Exercise goal
Find and copy every line in the records that includes the string "tasks".

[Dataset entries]
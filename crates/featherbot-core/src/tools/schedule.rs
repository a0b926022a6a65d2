//! LLM-powered scheduling tools.
//!
//! These tools let the agent schedule recurring tasks via natural
//! language. The model decides the cron expression or interval; firing
//! a job later re-enters the agent loop with the stored message, routed
//! back to the channel/chat that created it.

use async_trait::async_trait;
use serde_json::{json, Value};
use std::collections::HashMap;
use std::sync::Arc;
use tokio::sync::Mutex;

use super::Tool;
use crate::cron::{CronPayload, CronSchedule, CronService};

// ── ScheduleTaskTool ────────────────────────────────────────────────

pub struct ScheduleTaskTool {
    cron: Arc<Mutex<CronService>>,
    /// Channel to route the fired job back to (e.g., "telegram", "direct").
    default_channel: Option<String>,
    /// Chat id to route the fired job back to, if the channel needs one.
    default_chat_id: Option<String>,
}

impl ScheduleTaskTool {
    pub fn new(cron: Arc<Mutex<CronService>>, default_channel: Option<String>, default_chat_id: Option<String>) -> Self {
        Self { cron, default_channel, default_chat_id }
    }
}

/// Parse `"60s"`/`"3600s"` as an interval, otherwise treat the string as a
/// cron expression.
fn parse_schedule(raw: &str) -> Result<CronSchedule, String> {
    if let Some(secs) = raw.strip_suffix('s') {
        return match secs.parse::<u64>() {
            Ok(s) if s > 0 => Ok(CronSchedule::Every { every_seconds: s }),
            _ => Err(format!("Invalid interval '{}'. Use e.g. '60s' or '3600s'", raw)),
        };
    }
    Ok(CronSchedule::Cron { cron_expr: raw.to_string(), timezone: None })
}

#[async_trait]
impl Tool for ScheduleTaskTool {
    fn name(&self) -> &str {
        "schedule_task"
    }

    fn description(&self) -> &str {
        "Schedule a recurring or one-off task. The given message is sent back through \
         the agent when the schedule fires. Use this when the user asks to be reminded \
         or wants periodic updates ('every hour', 'every day at 9am', etc)."
    }

    fn parameters(&self) -> Value {
        json!({
            "type": "object",
            "properties": {
                "name": {
                    "type": "string",
                    "description": "Human-readable name for the task"
                },
                "schedule": {
                    "type": "string",
                    "description": "Cron expression (e.g. '0 9 * * *' for 9am daily) or interval with 's' suffix (e.g. '3600s' for hourly)"
                },
                "message": {
                    "type": "string",
                    "description": "The message to process when the task fires"
                }
            },
            "required": ["name", "schedule", "message"]
        })
    }

    async fn execute(&self, args: HashMap<String, Value>) -> String {
        let Some(name) = args.get("name").and_then(|v| v.as_str()) else {
            return "Error: 'name' parameter is required".into();
        };
        let Some(schedule_str) = args.get("schedule").and_then(|v| v.as_str()) else {
            return "Error: 'schedule' parameter is required".into();
        };
        let Some(message) = args.get("message").and_then(|v| v.as_str()) else {
            return "Error: 'message' parameter is required".into();
        };

        let schedule = match parse_schedule(schedule_str) {
            Ok(s) => s,
            Err(e) => return format!("Error: {}", e),
        };

        let payload = CronPayload::agent_turn(message, self.default_channel.clone(), self.default_chat_id.clone());

        let cron = self.cron.lock().await;
        match cron.add_job(name, schedule, payload, false).await {
            Ok(job) => format!(
                "Scheduled task '{}' (id: {})\nSchedule: {}\nMessage: {}",
                job.name, job.id, schedule_str, message
            ),
            Err(e) => format!("Error scheduling task: {}", e),
        }
    }
}

// ── ListSchedulesTool ───────────────────────────────────────────────

pub struct ListSchedulesTool {
    cron: Arc<Mutex<CronService>>,
}

impl ListSchedulesTool {
    pub fn new(cron: Arc<Mutex<CronService>>) -> Self {
        Self { cron }
    }
}

#[async_trait]
impl Tool for ListSchedulesTool {
    fn name(&self) -> &str {
        "list_schedules"
    }

    fn description(&self) -> &str {
        "List all scheduled tasks with their name, schedule, and last-run status."
    }

    fn parameters(&self) -> Value {
        json!({"type": "object", "properties": {}, "required": []})
    }

    async fn execute(&self, _args: HashMap<String, Value>) -> String {
        let cron = self.cron.lock().await;
        let jobs = cron.list_jobs().await;

        if jobs.is_empty() {
            return "No scheduled tasks.".into();
        }

        let mut output = format!("{} scheduled task(s):\n\n", jobs.len());
        for job in jobs {
            let schedule_str = match &job.schedule {
                CronSchedule::Cron { cron_expr, timezone } => match timezone {
                    Some(tz) => format!("cron: {} ({})", cron_expr, tz),
                    None => format!("cron: {}", cron_expr),
                },
                CronSchedule::Every { every_seconds } => format!("every {}s", every_seconds),
                CronSchedule::At { at } => format!("at {}", at),
            };
            let status = if job.enabled { "enabled" } else { "disabled" };
            let last_run = job
                .state
                .last_run_at
                .map(|ms| ms.to_string())
                .unwrap_or_else(|| "never".into());

            output.push_str(&format!(
                "- {} ({})\n  id: {}\n  schedule: {}\n  message: {}\n  last run: {}\n\n",
                job.name, status, job.id, schedule_str, job.payload.message, last_run
            ));
        }

        output.trim_end().to_string()
    }
}

// ── CancelScheduleTool ──────────────────────────────────────────────

pub struct CancelScheduleTool {
    cron: Arc<Mutex<CronService>>,
}

impl CancelScheduleTool {
    pub fn new(cron: Arc<Mutex<CronService>>) -> Self {
        Self { cron }
    }
}

#[async_trait]
impl Tool for CancelScheduleTool {
    fn name(&self) -> &str {
        "cancel_schedule"
    }

    fn description(&self) -> &str {
        "Cancel a scheduled task by its id. Use list_schedules first to find the id."
    }

    fn parameters(&self) -> Value {
        json!({
            "type": "object",
            "properties": {
                "job_id": {"type": "string", "description": "The id of the job to cancel"}
            },
            "required": ["job_id"]
        })
    }

    async fn execute(&self, args: HashMap<String, Value>) -> String {
        let Some(job_id) = args.get("job_id").and_then(|v| v.as_str()) else {
            return "Error: 'job_id' parameter is required".into();
        };

        let cron = self.cron.lock().await;
        match cron.remove_job(job_id).await {
            Ok(true) => format!("Cancelled task '{}'", job_id),
            Ok(false) => format!("No task found with id '{}'", job_id),
            Err(e) => format!("Error cancelling task: {}", e),
        }
    }
}

#[cfg(test)]
mod tests {
    use super::*;

    fn cron_service() -> Arc<Mutex<CronService>> {
        let dir = tempfile::tempdir().unwrap();
        Arc::new(Mutex::new(CronService::new(dir.path().join("cron.json"))))
    }

    #[tokio::test]
    async fn schedule_interval_task_then_list_it() {
        let cron = cron_service();
        let schedule_tool = ScheduleTaskTool::new(Arc::clone(&cron), Some("telegram".into()), Some("123".into()));

        let mut args = HashMap::new();
        args.insert("name".into(), Value::String("hourly ping".into()));
        args.insert("schedule".into(), Value::String("3600s".into()));
        args.insert("message".into(), Value::String("ping".into()));
        let result = schedule_tool.execute(args).await;
        assert!(result.starts_with("Scheduled task"));

        let list_tool = ListSchedulesTool::new(Arc::clone(&cron));
        let listing = list_tool.execute(HashMap::new()).await;
        assert!(listing.contains("hourly ping"));
        assert!(listing.contains("every 3600s"));
    }

    #[tokio::test]
    async fn invalid_interval_is_rejected() {
        let cron = cron_service();
        let tool = ScheduleTaskTool::new(cron, None, None);
        let mut args = HashMap::new();
        args.insert("name".into(), Value::String("bad".into()));
        args.insert("schedule".into(), Value::String("0s".into()));
        args.insert("message".into(), Value::String("x".into()));
        let result = tool.execute(args).await;
        assert!(result.starts_with("Error:"));
    }

    #[tokio::test]
    async fn cancel_removes_job() {
        let cron = cron_service();
        let job = {
            let locked = cron.lock().await;
            locked
                .add_job("once", CronSchedule::Every { every_seconds: 60 }, CronPayload::agent_turn("go", None, None), false)
                .await
                .unwrap()
        };

        let cancel_tool = CancelScheduleTool::new(Arc::clone(&cron));
        let mut args = HashMap::new();
        args.insert("job_id".into(), Value::String(job.id.clone()));
        let result = cancel_tool.execute(args).await;
        assert!(result.starts_with("Cancelled task"));

        let list_tool = ListSchedulesTool::new(cron);
        assert_eq!(list_tool.execute(HashMap::new()).await, "No scheduled tasks.");
    }

    #[tokio::test]
    async fn cancel_unknown_id_is_reported() {
        let cron = cron_service();
        let tool = CancelScheduleTool::new(cron);
        let mut args = HashMap::new();
        args.insert("job_id".into(), Value::String("nonexistent".into()));
        let result = tool.execute(args).await;
        assert!(result.starts_with("No task found"));
    }
}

Output of the exercise
//! These tools let the agent schedule recurring tasks via natural
        "List all scheduled tasks with their name, schedule, and last-run status."
            return "No scheduled tasks.".into();
        assert_eq!(list_tool.execute(HashMap::new()).await, "No scheduled tasks.");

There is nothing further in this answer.